C'est une idée (je l'évoquais d'ailleurs dans une entrée passée, et elle a été suivie de commentaires) que je traîne depuis un moment. Depuis plus de vingt ans, en fait : quand j'avais treize ans on m'a prêté le livre de Jean-Pierre Luminet sur les trous noirs (je vois d'ailleurs qu'il est encore édité, et c'est une bonne chose, parce que c'est de l'excellente vulgarisation à mettre entre toutes les mains) — et j'ai été complètement fasciné, en particulier par la description des trous noirs en rotation, ceux qui sont modélisés par une solution des équations de la relativité générale appelée la métrique de Kerr.
Il faut dire que la métrique de Kerr est riche en gadgets qui
titillent l'imagination. Un trou noir qui ne tourne
pas[#] (ou trou noir de
Schwarzschild), c'est assez tristounet, il y a une sphère autour de
lui, appelée l'horizon des événements, passée laquelle il est
impossible de revenir en arrière, et quand on tombe dedans on est
inexorablement amené à toucher la singularité centrale : ce n'est pas
bien passionnant. (En fait, je suis injuste, il y a quantité de
choses à dire même sur le trou noir de Schwarzschild, par exemple sur
la stabilité des orbites ou sur la sphère de photons, ou sur
l'extension analytique maximale.) Mais le trou noir de Kerr, lui, il
est vraiment rigolo : il n'y a pas un horizon mais deux ; il y a aussi
des bricoles appelés les limites statiques ; et il y a une singularité
en anneau, à travers laquelle on peut passer et arriver dans un espace
mystérieux appelé l'espace négatif ; il y a une sorte de machine à
remonter le temps au cœur du trou noir ; et par-dessus le
marché, on peut passer à travers le trou noir pour relier des univers
parallèles (et ça, s'il y a un gadget qui a servi à la
science-fiction, c'est bien ce phénomène de trou de ver
). Du
moins, ce que j'énumère là, c'est ce qui m'a semblé fascinant, en tant
que garçon de treize ans, dans la vulgarisation que j'en ai lue.

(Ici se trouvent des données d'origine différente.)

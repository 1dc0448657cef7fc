//! Supported marketplaces: base URLs, currencies and search URLs.

use serde::{Deserialize, Serialize};
use std::fmt;
use std::str::FromStr;

/// Storefront platform a market belongs to.
#[derive(Debug, Clone, Copy, PartialEq, Eq, Hash, Serialize, Deserialize)]
#[serde(rename_all = "lowercase")]
pub enum Platform {
    Amazon,
    Noon,
}

impl fmt::Display for Platform {
    fn fmt(&self, f: &mut fmt::Formatter<'_>) -> fmt::Result {
        match self {
            Platform::Amazon => write!(f, "Amazon"),
            Platform::Noon => write!(f, "Noon"),
        }
    }
}

/// A platform + country pair.
#[derive(Debug, Clone, Copy, PartialEq, Eq, Hash, Serialize, Deserialize, Default)]
pub enum Market {
    #[serde(rename = "amazon-sa")]
    AmazonSa,
    #[serde(rename = "amazon-ae")]
    AmazonAe,
    #[serde(rename = "amazon-eg")]
    AmazonEg,
    #[default]
    #[serde(rename = "noon-sa")]
    NoonSa,
    #[serde(rename = "noon-ae")]
    NoonAe,
    #[serde(rename = "noon-eg")]
    NoonEg,
}

impl Market {
    pub fn platform(&self) -> Platform {
        match self {
            Market::AmazonSa | Market::AmazonAe | Market::AmazonEg => Platform::Amazon,
            Market::NoonSa | Market::NoonAe | Market::NoonEg => Platform::Noon,
        }
    }

    /// Human-readable country name.
    pub fn country(&self) -> &'static str {
        match self {
            Market::AmazonSa | Market::NoonSa => "Saudi Arabia",
            Market::AmazonAe | Market::NoonAe => "UAE",
            Market::AmazonEg | Market::NoonEg => "Egypt",
        }
    }

    /// Base URL that relative product links are resolved against.
    pub fn base_url(&self) -> &'static str {
        match self {
            Market::AmazonSa => "https://www.amazon.sa",
            Market::AmazonAe => "https://www.amazon.ae",
            Market::AmazonEg => "https://www.amazon.eg",
            Market::NoonSa => "https://www.noon.com/saudi-en",
            Market::NoonAe => "https://www.noon.com/uae-en",
            Market::NoonEg => "https://www.noon.com/egypt-en",
        }
    }

    /// ISO currency code prices are displayed in.
    pub fn currency(&self) -> &'static str {
        match self {
            Market::AmazonSa | Market::NoonSa => "SAR",
            Market::AmazonAe | Market::NoonAe => "AED",
            Market::AmazonEg | Market::NoonEg => "EGP",
        }
    }

    /// Builds the search-results URL the page fetcher should load.
    pub fn search_url(&self, query: &str) -> String {
        let query = urlencoding::encode(query.trim());
        match self.platform() {
            Platform::Amazon => format!("{}/s?k={}", self.base_url(), query),
            Platform::Noon => format!("{}/search?q={}", self.base_url(), query),
        }
    }

    pub fn all() -> &'static [Market] {
        &[
            Market::AmazonSa,
            Market::AmazonAe,
            Market::AmazonEg,
            Market::NoonSa,
            Market::NoonAe,
            Market::NoonEg,
        ]
    }
}

impl fmt::Display for Market {
    fn fmt(&self, f: &mut fmt::Formatter<'_>) -> fmt::Result {
        let code = match self {
            Market::AmazonSa => "amazon-sa",
            Market::AmazonAe => "amazon-ae",
            Market::AmazonEg => "amazon-eg",
            Market::NoonSa => "noon-sa",
            Market::NoonAe => "noon-ae",
            Market::NoonEg => "noon-eg",
        };
        write!(f, "{}", code)
    }
}

impl FromStr for Market {
    type Err = MarketParseError;

    fn from_str(s: &str) -> Result<Self, Self::Err> {
        match s.trim().to_lowercase().replace('_', "-").as_str() {
            "amazon-sa" | "amazon-saudi-arabia" => Ok(Market::AmazonSa),
            "amazon-ae" | "amazon-uae" => Ok(Market::AmazonAe),
            "amazon-eg" | "amazon-egypt" => Ok(Market::AmazonEg),
            "noon-sa" | "noon-saudi-arabia" | "noon" => Ok(Market::NoonSa),
            "noon-ae" | "noon-uae" => Ok(Market::NoonAe),
            "noon-eg" | "noon-egypt" => Ok(Market::NoonEg),
            _ => Err(MarketParseError(s.to_string())),
        }
    }
}

#[derive(Debug, Clone)]
pub struct MarketParseError(String);

impl fmt::Display for MarketParseError {
    fn fmt(&self, f: &mut fmt::Formatter<'_>) -> fmt::Result {
        write!(
            f,
            "Unknown market '{}'. Valid markets: amazon-sa, amazon-ae, amazon-eg, noon-sa, noon-ae, noon-eg",
            self.0
        )
    }
}

impl std::error::Error for MarketParseError {}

Mais ce n'est pas la même chose d'être fasciné et de bien comprendre. J'aurais voulu savoir un peu plus précisément comment ça se passe, quand on rentre dans un trou noir de Kerr et qu'on va regarder tous ces gadgets. Qu'est-ce qu'on voit, quand on traverse un trou de ver ? Comment est-ce qu'on peut voir ces univers parallèles que le trou noir de Kerr relie ? Ils apparaissent sur une carte de Penrose, mais cela ne parle pas vraiment à l'imagination. Par où faut-il passer, au juste, pour les atteindre ? Voilà des choses que j'aurais voulu savoir. (Et dès lors, je me comportais en fait plus en matheux qu'en physicien : parce que le physicien est fondé à répondre que tous ces gadgets, notamment les univers parallèles, n'existent que dans le trou noir de Kerr en tant qu'idéalisation mathématique d'un trou noir éternel ; un vrai trou noir physique ne relie probablement pas des univers parallèles, ou en tout cas pas de la façon élégante et symétrique que propose la métrique de Kerr.)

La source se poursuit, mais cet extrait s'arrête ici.